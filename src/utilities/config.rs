//! Screening configuration.
//!
//! Loaded from an optional YAML file and then overridden by environment
//! variables. Every field has a default, so an empty file (or no file at
//! all) yields a working local setup: every persona on `ollama/llama3.2`
//! unless a hosted provider's key is present.
//!
//! ```yaml
//! data_dir: data
//! request_timeout_secs: 45
//! default_model: ollama/llama3.2
//! personas:
//!   malik: { model: gemini/gemini-1.5-flash, requires_env: GEMINI_API_KEY }
//!   clara: { model: openai/gpt-4o-mini, requires_env: OPENAI_API_KEY }
//! ```

use std::collections::HashMap;
use std::path::{Path, PathBuf};

use serde::{Deserialize, Serialize};

use crate::llm::LLM;
use crate::persistence::DEFAULT_RECORDS_FILE;
use crate::screening::persona::Persona;
use crate::utilities::errors::ConfigError;

/// Model binding for one persona.
#[derive(Debug, Clone, PartialEq, Serialize, Deserialize)]
pub struct PersonaBinding {
    /// Model string, e.g. `openai/gpt-4o-mini`.
    pub model: String,
    /// Environment variable that must be set for the binding to apply.
    /// Without it the persona falls back to the default model.
    #[serde(default)]
    pub requires_env: Option<String>,
}

/// Top-level configuration.
#[derive(Debug, Clone, PartialEq, Serialize, Deserialize)]
#[serde(default)]
pub struct ScreeningConfig {
    /// Directory holding the transcript log.
    pub data_dir: PathBuf,
    /// File name of the transcript log inside `data_dir`.
    pub records_file: String,
    /// Upper bound on a single model call.
    pub request_timeout_secs: u64,
    /// How long the HTTP server keeps an idle or ended session.
    pub session_ttl_secs: u64,
    pub temperature: f64,
    /// Model used by personas without an applicable binding.
    pub default_model: String,
    /// Base URL of the Ollama server.
    pub ollama_base_url: Option<String>,
    /// Persona name (case-insensitive) to model binding.
    pub personas: HashMap<String, PersonaBinding>,
}

impl Default for ScreeningConfig {
    fn default() -> Self {
        let mut personas = HashMap::new();
        personas.insert(
            "malik".to_string(),
            PersonaBinding {
                model: "gemini/gemini-1.5-flash".to_string(),
                requires_env: Some("GEMINI_API_KEY".to_string()),
            },
        );
        personas.insert(
            "clara".to_string(),
            PersonaBinding {
                model: "openai/gpt-4o-mini".to_string(),
                requires_env: Some("OPENAI_API_KEY".to_string()),
            },
        );

        Self {
            data_dir: PathBuf::from("data"),
            records_file: DEFAULT_RECORDS_FILE.to_string(),
            request_timeout_secs: 60,
            session_ttl_secs: 1800,
            temperature: 0.7,
            default_model: "ollama/llama3.2".to_string(),
            ollama_base_url: None,
            personas,
        }
    }
}

fn parse_secs(key: &str, value: String) -> Result<u64, ConfigError> {
    value.trim().parse().map_err(|_| ConfigError::InvalidEnv {
        key: key.to_string(),
        value,
    })
}

impl ScreeningConfig {
    /// Parse a configuration from YAML text.
    pub fn from_yaml(text: &str, origin: &str) -> Result<Self, ConfigError> {
        let config: ScreeningConfig =
            serde_yaml::from_str(text).map_err(|source| ConfigError::Parse {
                path: origin.to_string(),
                source,
            })?;
        config.validate()?;
        Ok(config)
    }

    /// Load a configuration file.
    pub fn load(path: impl AsRef<Path>) -> Result<Self, ConfigError> {
        let path = path.as_ref();
        let text = std::fs::read_to_string(path).map_err(|source| ConfigError::Io {
            path: path.display().to_string(),
            source,
        })?;
        Self::from_yaml(&text, &path.display().to_string())
    }

    /// Load `TALENTSCOUT_CONFIG` (or `explicit`) if given, then apply
    /// environment overrides.
    pub fn from_env(explicit: Option<&Path>) -> Result<Self, ConfigError> {
        let from_var = std::env::var("TALENTSCOUT_CONFIG").ok().map(PathBuf::from);
        let mut config = match explicit.map(Path::to_path_buf).or(from_var) {
            Some(path) => Self::load(path)?,
            None => Self::default(),
        };
        config.apply_overrides(|key| std::env::var(key).ok())?;
        Ok(config)
    }

    /// Apply overrides from a variable lookup.
    pub fn apply_overrides(
        &mut self,
        lookup: impl Fn(&str) -> Option<String>,
    ) -> Result<(), ConfigError> {
        if let Some(dir) = lookup("TALENTSCOUT_DATA_DIR") {
            self.data_dir = PathBuf::from(dir);
        }
        if let Some(model) = lookup("TALENTSCOUT_MODEL") {
            self.default_model = model;
        }
        if let Some(url) = lookup("OLLAMA_BASE_URL") {
            self.ollama_base_url = Some(url);
        }
        if let Some(value) = lookup("TALENTSCOUT_TIMEOUT_SECS") {
            self.request_timeout_secs = parse_secs("TALENTSCOUT_TIMEOUT_SECS", value)?;
        }
        if let Some(value) = lookup("TALENTSCOUT_SESSION_TTL_SECS") {
            self.session_ttl_secs = parse_secs("TALENTSCOUT_SESSION_TTL_SECS", value)?;
        }
        Ok(())
    }

    /// Reject persona keys that name no known persona.
    pub fn validate(&self) -> Result<(), ConfigError> {
        for key in self.personas.keys() {
            key.parse::<Persona>()?;
        }
        Ok(())
    }

    /// Full path of the transcript log.
    pub fn records_path(&self) -> PathBuf {
        self.data_dir.join(&self.records_file)
    }

    fn binding_for(&self, persona: Persona) -> Option<&PersonaBinding> {
        self.personas
            .iter()
            .find(|(key, _)| key.trim().eq_ignore_ascii_case(persona.name()))
            .map(|(_, binding)| binding)
    }

    /// Resolve the model serving `persona`.
    ///
    /// `has_env` reports whether a binding's required variable is set.
    pub fn resolve_model(&self, persona: Persona, has_env: impl Fn(&str) -> bool) -> LLM {
        let model = match self.binding_for(persona) {
            Some(binding) => match binding.requires_env.as_deref() {
                Some(var) if !has_env(var) => {
                    log::debug!(
                        "{} binding {} skipped: {} not set",
                        persona,
                        binding.model,
                        var
                    );
                    self.default_model.as_str()
                }
                _ => binding.model.as_str(),
            },
            None => self.default_model.as_str(),
        };

        let mut llm = LLM::new(model)
            .temperature(self.temperature)
            .timeout(self.request_timeout_secs);
        if llm.infer_provider() == "ollama" {
            llm.base_url = self.ollama_base_url.clone();
        }
        llm
    }
}

#[cfg(test)]
mod tests {
    use super::*;

    #[test]
    fn test_defaults() {
        let config = ScreeningConfig::default();
        assert_eq!(config.records_path(), PathBuf::from("data/simulated_database.jsonl"));
        assert_eq!(config.request_timeout_secs, 60);
        assert_eq!(config.session_ttl_secs, 1800);
        assert_eq!(config.default_model, "ollama/llama3.2");
    }

    #[test]
    fn test_resolve_model_uses_binding_when_key_present() {
        let config = ScreeningConfig::default();
        let llm = config.resolve_model(Persona::Malik, |var| var == "GEMINI_API_KEY");
        assert_eq!(llm.infer_provider(), "gemini");
        assert_eq!(llm.model_name(), "gemini-1.5-flash");
        assert_eq!(llm.timeout_secs, 60);
    }

    #[test]
    fn test_resolve_model_falls_back_without_key() {
        let config = ScreeningConfig::default();
        let llm = config.resolve_model(Persona::Clara, |_| false);
        assert_eq!(llm.to_string(), "ollama/llama3.2");

        let lani = config.resolve_model(Persona::Lani, |_| true);
        assert_eq!(lani.to_string(), "ollama/llama3.2");
    }

    #[test]
    fn test_from_yaml_partial() {
        let yaml = r#"
request_timeout_secs: 15
ollama_base_url: http://gpu-box:11434
personas:
  Lani: { model: openai/gpt-4o-mini }
"#;
        let config = ScreeningConfig::from_yaml(yaml, "inline").unwrap();
        assert_eq!(config.request_timeout_secs, 15);
        assert_eq!(config.records_file, DEFAULT_RECORDS_FILE);
        assert!(config.binding_for(Persona::Malik).is_none());

        let lani = config.resolve_model(Persona::Lani, |_| false);
        assert_eq!(lani.to_string(), "openai/gpt-4o-mini");
        let malik = config.resolve_model(Persona::Malik, |_| false);
        assert_eq!(malik.base_url.as_deref(), Some("http://gpu-box:11434"));
    }

    #[test]
    fn test_from_yaml_rejects_unknown_persona() {
        let yaml = "personas:\n  bob: { model: ollama/llama3.2 }\n";
        let err = ScreeningConfig::from_yaml(yaml, "inline").unwrap_err();
        assert!(matches!(err, ConfigError::UnknownPersona(name) if name == "bob"));
    }

    #[test]
    fn test_overrides() {
        let mut config = ScreeningConfig::default();
        config
            .apply_overrides(|key| match key {
                "TALENTSCOUT_DATA_DIR" => Some("/tmp/screening".into()),
                "TALENTSCOUT_TIMEOUT_SECS" => Some("5".into()),
                "TALENTSCOUT_SESSION_TTL_SECS" => Some(" 600 ".into()),
                _ => None,
            })
            .unwrap();
        assert_eq!(config.data_dir, PathBuf::from("/tmp/screening"));
        assert_eq!(config.request_timeout_secs, 5);
        assert_eq!(config.session_ttl_secs, 600);

        let err = config
            .apply_overrides(|key| (key == "TALENTSCOUT_TIMEOUT_SECS").then(|| "soon".into()))
            .unwrap_err();
        assert!(matches!(err, ConfigError::InvalidEnv { .. }));
    }

    #[test]
    fn test_load_missing_file() {
        let err = ScreeningConfig::load("/nonexistent/talentscout.yaml").unwrap_err();
        assert!(matches!(err, ConfigError::Io { .. }));
    }
}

_Work instructions_. Only lines containing the word "explicit" should be copied from the material above.

_Answer to the exercise_.
    /// Load `TALENTSCOUT_CONFIG` (or `explicit`) if given, then apply
    pub fn from_env(explicit: Option<&Path>) -> Result<Self, ConfigError> {
        let mut config = match explicit.map(Path::to_path_buf).or(from_var) {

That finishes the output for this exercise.